Hall’s conversation partner says that much of what Christianity has traditionally proposed to save people from — death, hell, sin and guilt — aren’t things he (or she) worries much about. (ABR: not sure I totally buy that)Hall responds:

“What most Westerners need to be saved from today isn’t dread of death, and it isn’t a crippling sense of guilt — I agree. It’s the gnawing suspicion that humans may be purposeless things . . . in the end random, arbitrary, and . . . ‘superfluous.'”

A bit later, Hall adds, “So I accept the conclusion you yourself were led to in our discussion: that the great, overarching, undergirding question by which most people in our context [modern West] are grasped is the question of meaning, of purpose, or vocation (‘What are people for?’).”
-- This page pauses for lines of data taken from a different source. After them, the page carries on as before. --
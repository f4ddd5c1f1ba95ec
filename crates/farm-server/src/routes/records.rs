//! CRUD handlers shared by every record resource.

use axum::extract::State;
use axum::response::IntoResponse;
use axum::routing::get;
use axum::{Extension, Router};
use tracing::info;

use farm_core::egg::EggProductionRecord;
use farm_core::feed::{FeedStock, FeedUsage};
use farm_core::finance::FinancialRecord;
use farm_core::sales::SalesOrder;
use farm_core::task::Task;
use farm_storage::records::Record;
use farm_storage::typed::Documents;

use crate::auth::Actor;
use crate::envelope::{ApiJson, ApiPath, ApiQuery, ApiResponse, created};
use crate::error::ApiResult;
use crate::query::{Filter, ListParams};
use crate::state::AppState;

/// A record type exposed under `/api/<slug>`.
pub trait Resource: Record {
    /// Query-string filters the list endpoint honours.
    const FILTERS: &'static [Filter];
}

impl Resource for EggProductionRecord {
    const FILTERS: &'static [Filter] = &[Filter::Tag("house")];
}

impl Resource for SalesOrder {
    const FILTERS: &'static [Filter] =
        &[Filter::Exact("status"), Filter::Exact("paymentStatus")];
}

impl Resource for FeedStock {
    const FILTERS: &'static [Filter] = &[Filter::Tag("feedType")];
}

impl Resource for FeedUsage {
    const FILTERS: &'static [Filter] = &[Filter::Tag("feedType"), Filter::Tag("house")];
}

impl Resource for FinancialRecord {
    const FILTERS: &'static [Filter] = &[Filter::Exact("recordType"), Filter::Tag("category")];
}

impl Resource for Task {
    const FILTERS: &'static [Filter] = &[
        Filter::Exact("status"),
        Filter::Exact("category"),
        Filter::Exact("priority"),
        Filter::Tag("assignedTo"),
    ];
}

pub async fn list<D: Resource>(
    State(state): State<AppState>,
    ApiQuery(params): ApiQuery<ListParams>,
) -> ApiResult<ApiResponse<Vec<D>>> {
    let records = state
        .blocking(move |s| Ok(s.store().find::<D>(&params.query(D::FILTERS))?))
        .await?;
    Ok(ApiResponse::list(records))
}

pub async fn fetch<D: Resource>(
    State(state): State<AppState>,
    ApiPath(id): ApiPath<String>,
) -> ApiResult<ApiResponse<D>> {
    let doc = state.blocking(move |s| Ok(s.store().get::<D>(&id)?)).await?;
    Ok(ApiResponse::ok(doc))
}

pub async fn create<D: Resource>(
    State(state): State<AppState>,
    Extension(actor): Extension<Actor>,
    ApiJson(doc): ApiJson<D>,
) -> ApiResult<impl IntoResponse> {
    let by = actor.name().to_owned();
    let doc = state
        .blocking(move |s| Ok(D::create(s.store(), doc, &s.record_ctx(actor.name()))?))
        .await?;
    info!(collection = D::COLLECTION, id = doc.id(), actor = %by, "created");
    Ok(created(doc))
}

pub async fn update<D: Resource>(
    State(state): State<AppState>,
    Extension(actor): Extension<Actor>,
    ApiPath(id): ApiPath<String>,
    ApiJson(doc): ApiJson<D>,
) -> ApiResult<ApiResponse<D>> {
    let by = actor.name().to_owned();
    let doc = state
        .blocking(move |s| Ok(D::update(s.store(), &id, doc, &s.record_ctx(actor.name()))?))
        .await?;
    info!(collection = D::COLLECTION, id = doc.id(), actor = %by, "updated");
    Ok(ApiResponse::ok(doc))
}

pub async fn remove<D: Resource>(
    State(state): State<AppState>,
    Extension(actor): Extension<Actor>,
    ApiPath(id): ApiPath<String>,
) -> ApiResult<ApiResponse<D>> {
    actor.require_delete()?;
    let by = actor.name().to_owned();
    let doc = state
        .blocking(move |s| Ok(D::remove(s.store(), &id, &s.record_ctx(actor.name()))?))
        .await?;
    info!(collection = D::COLLECTION, id = doc.id(), actor = %by, "deleted");
    Ok(ApiResponse::ok(doc))
}

/// `GET|POST {base}` and `GET|PUT|DELETE {base}/{id}`.
pub fn resource<D: Resource>(base: &str) -> Router<AppState> {
    Router::new()
        .route(base, get(list::<D>).post(create::<D>))
        .route(
            &format!("{base}/{{id}}"),
            get(fetch::<D>).put(update::<D>).delete(remove::<D>),
        )
}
There is a crisis — a terrible vacuum — of meaning and purpose in the modern West. It is not difficult to feel superfluous, unknown and unneeded. Add to that the recently pandemic-aided isolation of many in American society. People without meaning and purpose, devoid of real relationships and community, not infrequently take out their frustration violently on other people.

Each of us has to struggle with the questions of meaning and purpose, but we also need a society and communities, religious or spiritual, artistic or civic, that are built around honest and humane frameworks of meaning. We are meaning-seeking, meaning-making creatures. We want, we need, to matter, to mean. Lacking purpose and meaning, some of us turn on one another in the worst possible way.

People are dying — and killing — for want of meaning and purpose — for want of mattering.